__PROMPT__.
The expected answer comprises all lines from the entries that contain the string "WeakBinding".

Stored data:
"""

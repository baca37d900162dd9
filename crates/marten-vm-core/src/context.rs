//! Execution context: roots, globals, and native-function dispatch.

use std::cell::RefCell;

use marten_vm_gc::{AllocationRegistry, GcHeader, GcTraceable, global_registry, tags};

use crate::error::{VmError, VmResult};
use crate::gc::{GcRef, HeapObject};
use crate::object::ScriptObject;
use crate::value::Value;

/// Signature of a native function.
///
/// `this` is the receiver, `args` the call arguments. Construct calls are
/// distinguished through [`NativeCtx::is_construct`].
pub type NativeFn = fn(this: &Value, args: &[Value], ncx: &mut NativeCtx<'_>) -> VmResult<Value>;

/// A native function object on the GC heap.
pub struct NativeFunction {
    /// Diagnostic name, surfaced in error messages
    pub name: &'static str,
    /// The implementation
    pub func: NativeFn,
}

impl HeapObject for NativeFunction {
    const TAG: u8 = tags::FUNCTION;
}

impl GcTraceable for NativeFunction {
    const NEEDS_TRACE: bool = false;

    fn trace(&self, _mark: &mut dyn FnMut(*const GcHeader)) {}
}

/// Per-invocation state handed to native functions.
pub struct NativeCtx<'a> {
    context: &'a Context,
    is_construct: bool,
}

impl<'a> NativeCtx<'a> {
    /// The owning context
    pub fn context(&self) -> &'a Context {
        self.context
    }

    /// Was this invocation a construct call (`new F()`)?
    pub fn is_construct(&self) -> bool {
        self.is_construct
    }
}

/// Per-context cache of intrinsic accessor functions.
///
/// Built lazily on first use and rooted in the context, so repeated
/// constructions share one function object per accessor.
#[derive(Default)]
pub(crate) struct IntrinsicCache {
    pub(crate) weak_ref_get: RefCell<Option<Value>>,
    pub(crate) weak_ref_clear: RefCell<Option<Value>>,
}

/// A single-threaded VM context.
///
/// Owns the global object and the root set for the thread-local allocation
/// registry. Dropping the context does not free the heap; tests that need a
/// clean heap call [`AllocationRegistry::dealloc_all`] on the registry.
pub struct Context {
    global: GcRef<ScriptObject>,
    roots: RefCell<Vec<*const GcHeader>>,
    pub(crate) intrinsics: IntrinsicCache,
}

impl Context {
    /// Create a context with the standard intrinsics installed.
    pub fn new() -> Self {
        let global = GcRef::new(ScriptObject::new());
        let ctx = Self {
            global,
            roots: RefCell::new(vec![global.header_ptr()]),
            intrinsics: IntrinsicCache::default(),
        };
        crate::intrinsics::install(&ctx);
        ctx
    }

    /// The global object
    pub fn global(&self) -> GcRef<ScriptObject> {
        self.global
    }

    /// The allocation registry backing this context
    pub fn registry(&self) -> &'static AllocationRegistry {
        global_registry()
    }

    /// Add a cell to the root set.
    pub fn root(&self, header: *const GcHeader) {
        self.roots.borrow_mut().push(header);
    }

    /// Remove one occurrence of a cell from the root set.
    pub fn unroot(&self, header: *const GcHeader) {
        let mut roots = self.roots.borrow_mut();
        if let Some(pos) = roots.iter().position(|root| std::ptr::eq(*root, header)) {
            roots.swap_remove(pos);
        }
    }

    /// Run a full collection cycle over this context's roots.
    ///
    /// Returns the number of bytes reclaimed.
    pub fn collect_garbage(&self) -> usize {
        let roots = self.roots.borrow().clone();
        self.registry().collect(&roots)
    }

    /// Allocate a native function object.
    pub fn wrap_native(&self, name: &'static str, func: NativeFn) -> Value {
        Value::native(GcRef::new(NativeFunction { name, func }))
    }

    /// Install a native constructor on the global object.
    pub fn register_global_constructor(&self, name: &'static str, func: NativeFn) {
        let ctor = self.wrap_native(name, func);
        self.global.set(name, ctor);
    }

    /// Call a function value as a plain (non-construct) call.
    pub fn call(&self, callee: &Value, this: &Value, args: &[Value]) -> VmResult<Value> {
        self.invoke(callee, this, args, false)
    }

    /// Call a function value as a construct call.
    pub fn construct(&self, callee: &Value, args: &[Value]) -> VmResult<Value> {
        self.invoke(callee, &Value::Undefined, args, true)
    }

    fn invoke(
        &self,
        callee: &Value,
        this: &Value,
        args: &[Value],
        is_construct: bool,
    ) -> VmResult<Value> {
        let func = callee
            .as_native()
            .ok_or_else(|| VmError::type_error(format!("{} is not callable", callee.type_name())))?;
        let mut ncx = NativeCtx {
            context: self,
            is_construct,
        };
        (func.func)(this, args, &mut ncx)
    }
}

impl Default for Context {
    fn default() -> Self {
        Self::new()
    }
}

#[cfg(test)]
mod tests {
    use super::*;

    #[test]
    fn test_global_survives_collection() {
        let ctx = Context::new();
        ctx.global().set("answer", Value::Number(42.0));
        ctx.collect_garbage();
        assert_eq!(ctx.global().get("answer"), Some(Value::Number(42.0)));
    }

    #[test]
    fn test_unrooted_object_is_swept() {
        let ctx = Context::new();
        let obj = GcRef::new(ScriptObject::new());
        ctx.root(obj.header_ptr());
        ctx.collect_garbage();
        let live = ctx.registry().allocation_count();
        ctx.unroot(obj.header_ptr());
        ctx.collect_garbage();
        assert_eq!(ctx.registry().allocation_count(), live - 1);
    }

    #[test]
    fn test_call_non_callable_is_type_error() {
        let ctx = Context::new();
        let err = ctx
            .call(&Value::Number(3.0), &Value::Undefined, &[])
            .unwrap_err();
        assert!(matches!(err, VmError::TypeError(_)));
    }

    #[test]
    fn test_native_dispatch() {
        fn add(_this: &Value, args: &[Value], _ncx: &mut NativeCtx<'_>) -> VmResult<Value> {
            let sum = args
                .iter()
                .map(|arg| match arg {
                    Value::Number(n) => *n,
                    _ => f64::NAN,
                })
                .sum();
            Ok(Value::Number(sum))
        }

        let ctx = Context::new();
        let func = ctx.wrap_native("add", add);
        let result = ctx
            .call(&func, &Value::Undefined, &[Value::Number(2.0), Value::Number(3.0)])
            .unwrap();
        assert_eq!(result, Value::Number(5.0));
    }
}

"""
"""

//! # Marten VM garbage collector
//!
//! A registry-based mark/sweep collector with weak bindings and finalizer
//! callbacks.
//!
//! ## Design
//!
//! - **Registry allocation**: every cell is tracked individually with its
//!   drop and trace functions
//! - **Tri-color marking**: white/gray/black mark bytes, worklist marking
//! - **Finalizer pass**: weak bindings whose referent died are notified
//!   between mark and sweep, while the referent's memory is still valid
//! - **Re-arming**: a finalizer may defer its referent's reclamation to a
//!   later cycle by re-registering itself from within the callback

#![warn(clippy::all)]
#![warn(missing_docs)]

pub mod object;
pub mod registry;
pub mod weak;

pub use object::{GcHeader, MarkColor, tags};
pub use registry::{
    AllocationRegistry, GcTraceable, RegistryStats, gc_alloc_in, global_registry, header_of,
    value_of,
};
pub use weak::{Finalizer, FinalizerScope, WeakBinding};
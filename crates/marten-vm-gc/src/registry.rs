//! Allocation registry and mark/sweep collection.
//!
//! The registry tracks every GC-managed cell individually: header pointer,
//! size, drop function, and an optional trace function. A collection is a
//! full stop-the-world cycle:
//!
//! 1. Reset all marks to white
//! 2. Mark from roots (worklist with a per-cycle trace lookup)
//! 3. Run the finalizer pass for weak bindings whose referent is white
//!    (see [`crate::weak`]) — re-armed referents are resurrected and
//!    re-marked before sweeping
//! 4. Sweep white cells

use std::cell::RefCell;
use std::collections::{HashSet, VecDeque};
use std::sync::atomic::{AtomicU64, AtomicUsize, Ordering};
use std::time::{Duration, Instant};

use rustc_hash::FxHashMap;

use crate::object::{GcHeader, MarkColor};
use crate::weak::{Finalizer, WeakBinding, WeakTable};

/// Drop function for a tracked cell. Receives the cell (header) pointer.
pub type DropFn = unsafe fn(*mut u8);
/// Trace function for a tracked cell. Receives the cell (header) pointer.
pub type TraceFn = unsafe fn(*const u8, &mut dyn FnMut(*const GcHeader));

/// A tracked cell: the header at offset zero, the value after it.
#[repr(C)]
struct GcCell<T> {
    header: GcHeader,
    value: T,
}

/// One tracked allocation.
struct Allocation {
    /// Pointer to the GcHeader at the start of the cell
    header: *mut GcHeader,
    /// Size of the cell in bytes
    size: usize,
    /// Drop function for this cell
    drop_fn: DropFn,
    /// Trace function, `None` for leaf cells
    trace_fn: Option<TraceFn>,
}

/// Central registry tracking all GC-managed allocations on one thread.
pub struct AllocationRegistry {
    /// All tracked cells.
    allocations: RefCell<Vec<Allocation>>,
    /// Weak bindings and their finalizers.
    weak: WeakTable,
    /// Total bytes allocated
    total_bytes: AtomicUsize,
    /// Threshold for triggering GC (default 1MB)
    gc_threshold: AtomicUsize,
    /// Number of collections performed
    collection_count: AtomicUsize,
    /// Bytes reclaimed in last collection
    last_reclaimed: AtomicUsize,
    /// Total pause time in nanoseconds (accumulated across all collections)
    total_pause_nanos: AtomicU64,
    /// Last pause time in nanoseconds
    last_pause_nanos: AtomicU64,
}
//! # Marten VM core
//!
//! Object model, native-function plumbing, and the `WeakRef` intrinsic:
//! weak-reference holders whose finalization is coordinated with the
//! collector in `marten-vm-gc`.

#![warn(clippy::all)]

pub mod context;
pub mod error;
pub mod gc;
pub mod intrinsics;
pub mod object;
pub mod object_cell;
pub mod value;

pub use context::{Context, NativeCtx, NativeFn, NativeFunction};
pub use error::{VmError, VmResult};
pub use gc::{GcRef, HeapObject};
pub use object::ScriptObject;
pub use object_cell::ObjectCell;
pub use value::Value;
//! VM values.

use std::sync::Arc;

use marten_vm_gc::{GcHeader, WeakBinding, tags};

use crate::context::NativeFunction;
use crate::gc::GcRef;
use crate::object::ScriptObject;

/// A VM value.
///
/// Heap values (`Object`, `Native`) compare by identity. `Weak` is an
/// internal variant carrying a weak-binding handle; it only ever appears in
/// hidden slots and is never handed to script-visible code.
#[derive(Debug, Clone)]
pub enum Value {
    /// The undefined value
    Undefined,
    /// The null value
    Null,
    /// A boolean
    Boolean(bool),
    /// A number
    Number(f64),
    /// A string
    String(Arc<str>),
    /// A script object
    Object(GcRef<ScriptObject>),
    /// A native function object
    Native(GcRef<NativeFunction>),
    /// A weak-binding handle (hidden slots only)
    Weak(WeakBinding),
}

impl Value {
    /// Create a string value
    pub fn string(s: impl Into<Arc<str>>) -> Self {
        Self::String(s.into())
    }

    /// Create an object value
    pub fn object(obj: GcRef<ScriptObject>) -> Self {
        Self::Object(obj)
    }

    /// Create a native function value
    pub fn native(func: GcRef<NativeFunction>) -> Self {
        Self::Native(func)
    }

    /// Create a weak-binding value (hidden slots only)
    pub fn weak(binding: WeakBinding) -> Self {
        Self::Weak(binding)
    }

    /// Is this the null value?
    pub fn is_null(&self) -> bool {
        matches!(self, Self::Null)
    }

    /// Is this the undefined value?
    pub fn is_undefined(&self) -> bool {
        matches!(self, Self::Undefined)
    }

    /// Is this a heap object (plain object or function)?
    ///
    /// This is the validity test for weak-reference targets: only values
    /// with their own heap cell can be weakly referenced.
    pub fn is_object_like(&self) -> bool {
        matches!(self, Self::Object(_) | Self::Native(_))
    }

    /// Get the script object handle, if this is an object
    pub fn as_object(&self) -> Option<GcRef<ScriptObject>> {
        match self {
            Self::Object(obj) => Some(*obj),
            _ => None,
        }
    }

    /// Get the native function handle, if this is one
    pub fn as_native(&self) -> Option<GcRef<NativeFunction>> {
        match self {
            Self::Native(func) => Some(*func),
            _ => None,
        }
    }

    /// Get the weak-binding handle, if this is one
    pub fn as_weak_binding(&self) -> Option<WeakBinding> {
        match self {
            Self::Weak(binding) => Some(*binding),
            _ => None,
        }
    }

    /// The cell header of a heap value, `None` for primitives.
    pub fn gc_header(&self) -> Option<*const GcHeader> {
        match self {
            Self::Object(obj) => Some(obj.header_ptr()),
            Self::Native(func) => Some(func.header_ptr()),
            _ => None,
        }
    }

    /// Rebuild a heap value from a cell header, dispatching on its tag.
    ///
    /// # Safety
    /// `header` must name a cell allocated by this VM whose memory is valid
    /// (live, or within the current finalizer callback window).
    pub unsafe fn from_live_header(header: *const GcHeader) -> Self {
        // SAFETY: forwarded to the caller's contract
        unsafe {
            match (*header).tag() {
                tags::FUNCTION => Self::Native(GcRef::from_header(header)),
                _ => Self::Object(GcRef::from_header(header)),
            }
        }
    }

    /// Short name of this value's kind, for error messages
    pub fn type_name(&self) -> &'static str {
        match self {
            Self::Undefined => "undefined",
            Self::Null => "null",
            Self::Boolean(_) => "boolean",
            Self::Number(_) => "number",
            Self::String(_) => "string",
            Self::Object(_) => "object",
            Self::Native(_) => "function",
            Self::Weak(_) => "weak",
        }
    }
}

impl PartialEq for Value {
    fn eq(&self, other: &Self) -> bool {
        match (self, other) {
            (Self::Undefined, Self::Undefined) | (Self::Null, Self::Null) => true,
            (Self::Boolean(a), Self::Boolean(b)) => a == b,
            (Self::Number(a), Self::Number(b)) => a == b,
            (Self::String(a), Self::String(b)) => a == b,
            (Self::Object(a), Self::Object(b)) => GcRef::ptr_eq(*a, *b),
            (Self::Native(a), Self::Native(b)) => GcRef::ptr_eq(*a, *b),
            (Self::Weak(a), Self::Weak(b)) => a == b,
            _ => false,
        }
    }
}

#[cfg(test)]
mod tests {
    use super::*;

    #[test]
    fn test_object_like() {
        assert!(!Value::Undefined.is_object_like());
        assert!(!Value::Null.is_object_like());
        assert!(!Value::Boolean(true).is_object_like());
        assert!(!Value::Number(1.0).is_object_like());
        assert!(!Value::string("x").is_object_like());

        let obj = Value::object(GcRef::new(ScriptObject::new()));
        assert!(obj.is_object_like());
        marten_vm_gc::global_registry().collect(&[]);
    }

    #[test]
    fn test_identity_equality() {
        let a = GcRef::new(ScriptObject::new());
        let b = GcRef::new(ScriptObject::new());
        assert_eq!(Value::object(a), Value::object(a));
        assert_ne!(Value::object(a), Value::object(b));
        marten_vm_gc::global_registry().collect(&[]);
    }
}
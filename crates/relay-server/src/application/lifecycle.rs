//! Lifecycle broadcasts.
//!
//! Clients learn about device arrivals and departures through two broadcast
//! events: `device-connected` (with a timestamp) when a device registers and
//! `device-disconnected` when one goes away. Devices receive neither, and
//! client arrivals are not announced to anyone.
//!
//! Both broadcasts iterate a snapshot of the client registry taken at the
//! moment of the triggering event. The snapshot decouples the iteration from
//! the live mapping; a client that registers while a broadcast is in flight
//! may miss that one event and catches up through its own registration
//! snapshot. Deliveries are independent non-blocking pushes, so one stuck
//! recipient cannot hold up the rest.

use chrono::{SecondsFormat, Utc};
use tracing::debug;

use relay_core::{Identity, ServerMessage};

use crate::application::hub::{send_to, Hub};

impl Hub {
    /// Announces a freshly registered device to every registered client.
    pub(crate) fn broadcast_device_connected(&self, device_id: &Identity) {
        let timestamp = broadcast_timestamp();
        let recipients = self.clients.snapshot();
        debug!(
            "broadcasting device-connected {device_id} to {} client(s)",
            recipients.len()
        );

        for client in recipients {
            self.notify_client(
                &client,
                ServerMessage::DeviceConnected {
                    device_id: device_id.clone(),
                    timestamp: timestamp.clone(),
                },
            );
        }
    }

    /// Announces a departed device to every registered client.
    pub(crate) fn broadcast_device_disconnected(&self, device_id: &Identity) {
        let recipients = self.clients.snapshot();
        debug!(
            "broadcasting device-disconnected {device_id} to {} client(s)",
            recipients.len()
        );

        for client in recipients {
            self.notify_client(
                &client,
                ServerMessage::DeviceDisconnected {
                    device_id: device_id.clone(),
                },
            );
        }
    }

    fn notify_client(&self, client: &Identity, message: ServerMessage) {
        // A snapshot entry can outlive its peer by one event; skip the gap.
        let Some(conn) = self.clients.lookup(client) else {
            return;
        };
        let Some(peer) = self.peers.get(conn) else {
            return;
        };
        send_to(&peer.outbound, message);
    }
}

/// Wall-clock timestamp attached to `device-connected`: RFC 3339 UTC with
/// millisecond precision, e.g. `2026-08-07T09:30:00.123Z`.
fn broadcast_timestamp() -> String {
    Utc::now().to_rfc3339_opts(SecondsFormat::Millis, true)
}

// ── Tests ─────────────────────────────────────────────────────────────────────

"""
"""

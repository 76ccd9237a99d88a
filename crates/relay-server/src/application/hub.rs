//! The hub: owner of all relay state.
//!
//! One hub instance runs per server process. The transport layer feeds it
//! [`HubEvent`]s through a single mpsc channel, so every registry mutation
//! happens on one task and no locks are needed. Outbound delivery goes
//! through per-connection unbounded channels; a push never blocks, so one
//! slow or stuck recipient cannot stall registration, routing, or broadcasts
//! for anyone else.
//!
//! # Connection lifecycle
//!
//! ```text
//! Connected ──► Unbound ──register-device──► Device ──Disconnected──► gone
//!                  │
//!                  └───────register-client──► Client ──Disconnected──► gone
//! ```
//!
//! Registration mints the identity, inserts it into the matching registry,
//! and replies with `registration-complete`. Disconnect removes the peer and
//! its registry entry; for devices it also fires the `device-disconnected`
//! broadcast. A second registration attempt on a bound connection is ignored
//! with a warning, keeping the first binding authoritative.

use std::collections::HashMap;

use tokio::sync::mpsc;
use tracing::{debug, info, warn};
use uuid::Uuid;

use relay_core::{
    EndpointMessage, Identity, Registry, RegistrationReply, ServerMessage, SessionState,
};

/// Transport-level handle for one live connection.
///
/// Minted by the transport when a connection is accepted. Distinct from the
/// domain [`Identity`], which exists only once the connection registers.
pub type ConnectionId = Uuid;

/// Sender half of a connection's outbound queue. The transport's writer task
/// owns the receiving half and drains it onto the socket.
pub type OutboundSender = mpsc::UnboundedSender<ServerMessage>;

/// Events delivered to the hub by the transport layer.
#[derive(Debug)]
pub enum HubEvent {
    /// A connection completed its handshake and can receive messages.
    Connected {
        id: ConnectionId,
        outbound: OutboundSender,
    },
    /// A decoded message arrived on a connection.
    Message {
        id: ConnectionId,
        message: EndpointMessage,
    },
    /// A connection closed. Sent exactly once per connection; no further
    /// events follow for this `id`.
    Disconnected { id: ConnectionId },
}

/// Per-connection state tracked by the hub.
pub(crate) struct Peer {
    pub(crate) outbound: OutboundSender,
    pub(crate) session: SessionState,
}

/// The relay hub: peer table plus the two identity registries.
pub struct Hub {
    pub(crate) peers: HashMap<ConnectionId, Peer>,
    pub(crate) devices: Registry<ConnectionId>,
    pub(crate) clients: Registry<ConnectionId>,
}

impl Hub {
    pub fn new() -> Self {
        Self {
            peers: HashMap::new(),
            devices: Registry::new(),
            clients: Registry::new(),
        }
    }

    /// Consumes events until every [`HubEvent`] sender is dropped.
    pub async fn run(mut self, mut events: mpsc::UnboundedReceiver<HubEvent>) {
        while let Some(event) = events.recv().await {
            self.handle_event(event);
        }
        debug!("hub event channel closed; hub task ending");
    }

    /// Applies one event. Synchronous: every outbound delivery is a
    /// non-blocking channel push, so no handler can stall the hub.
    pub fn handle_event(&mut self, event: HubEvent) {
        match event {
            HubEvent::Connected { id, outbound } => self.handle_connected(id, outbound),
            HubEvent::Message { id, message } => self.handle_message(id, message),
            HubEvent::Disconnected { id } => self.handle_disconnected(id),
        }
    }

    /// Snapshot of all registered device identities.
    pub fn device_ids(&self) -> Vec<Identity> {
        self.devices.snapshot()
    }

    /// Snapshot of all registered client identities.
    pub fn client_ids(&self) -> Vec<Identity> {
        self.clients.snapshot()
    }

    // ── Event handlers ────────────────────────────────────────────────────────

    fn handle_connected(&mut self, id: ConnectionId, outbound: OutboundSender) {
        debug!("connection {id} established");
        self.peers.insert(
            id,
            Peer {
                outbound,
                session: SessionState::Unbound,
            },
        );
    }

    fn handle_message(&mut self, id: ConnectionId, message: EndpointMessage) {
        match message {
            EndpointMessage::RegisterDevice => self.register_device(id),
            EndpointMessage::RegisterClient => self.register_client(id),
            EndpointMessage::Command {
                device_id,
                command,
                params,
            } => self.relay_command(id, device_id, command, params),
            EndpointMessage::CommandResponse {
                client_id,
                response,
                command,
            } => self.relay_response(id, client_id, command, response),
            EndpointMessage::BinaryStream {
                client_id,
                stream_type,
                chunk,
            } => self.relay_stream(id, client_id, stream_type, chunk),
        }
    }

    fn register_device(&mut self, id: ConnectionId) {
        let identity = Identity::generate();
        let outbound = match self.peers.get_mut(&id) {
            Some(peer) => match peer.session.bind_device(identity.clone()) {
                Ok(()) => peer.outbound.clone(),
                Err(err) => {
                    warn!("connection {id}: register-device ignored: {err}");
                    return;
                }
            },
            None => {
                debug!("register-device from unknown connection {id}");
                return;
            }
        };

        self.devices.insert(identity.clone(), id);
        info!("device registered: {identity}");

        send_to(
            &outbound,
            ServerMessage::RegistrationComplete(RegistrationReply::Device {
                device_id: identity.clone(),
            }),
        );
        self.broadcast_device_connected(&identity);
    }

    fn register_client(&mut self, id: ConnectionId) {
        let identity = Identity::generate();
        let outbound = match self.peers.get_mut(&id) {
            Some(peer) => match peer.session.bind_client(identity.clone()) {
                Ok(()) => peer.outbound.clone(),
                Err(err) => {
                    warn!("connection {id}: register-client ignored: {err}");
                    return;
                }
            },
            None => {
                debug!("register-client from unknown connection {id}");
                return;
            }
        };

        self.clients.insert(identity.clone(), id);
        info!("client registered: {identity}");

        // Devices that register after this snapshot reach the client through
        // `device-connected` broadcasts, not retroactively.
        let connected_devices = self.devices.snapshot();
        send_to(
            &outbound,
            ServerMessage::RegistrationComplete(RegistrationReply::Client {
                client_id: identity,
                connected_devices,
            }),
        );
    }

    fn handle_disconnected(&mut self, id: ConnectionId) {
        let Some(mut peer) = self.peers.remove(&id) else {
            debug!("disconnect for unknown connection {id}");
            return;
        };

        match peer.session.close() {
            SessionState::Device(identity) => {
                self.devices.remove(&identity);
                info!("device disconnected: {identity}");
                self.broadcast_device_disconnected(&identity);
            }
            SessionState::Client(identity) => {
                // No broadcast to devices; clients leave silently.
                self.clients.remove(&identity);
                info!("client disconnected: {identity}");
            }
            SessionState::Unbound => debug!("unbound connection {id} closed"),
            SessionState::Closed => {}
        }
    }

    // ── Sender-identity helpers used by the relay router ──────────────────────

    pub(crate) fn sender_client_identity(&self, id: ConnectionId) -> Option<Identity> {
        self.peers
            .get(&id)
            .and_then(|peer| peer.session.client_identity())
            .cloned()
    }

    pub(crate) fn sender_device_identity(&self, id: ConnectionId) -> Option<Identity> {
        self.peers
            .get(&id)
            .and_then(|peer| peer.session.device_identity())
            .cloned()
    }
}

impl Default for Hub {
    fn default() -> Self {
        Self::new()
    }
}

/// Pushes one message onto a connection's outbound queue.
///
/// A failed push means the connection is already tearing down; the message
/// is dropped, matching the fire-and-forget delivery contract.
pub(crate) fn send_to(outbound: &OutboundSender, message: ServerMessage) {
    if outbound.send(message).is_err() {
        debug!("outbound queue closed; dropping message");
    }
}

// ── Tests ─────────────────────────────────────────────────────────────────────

"""

__ANSWER SPACE__.
pub use weak::{Finalizer, FinalizerScope, WeakBinding};
use crate::weak::{Finalizer, WeakBinding, WeakTable};
use marten_vm_gc::{GcHeader, WeakBinding, tags};
    Weak(WeakBinding),
    pub fn weak(binding: WeakBinding) -> Self {
    pub fn as_weak_binding(&self) -> Option<WeakBinding> {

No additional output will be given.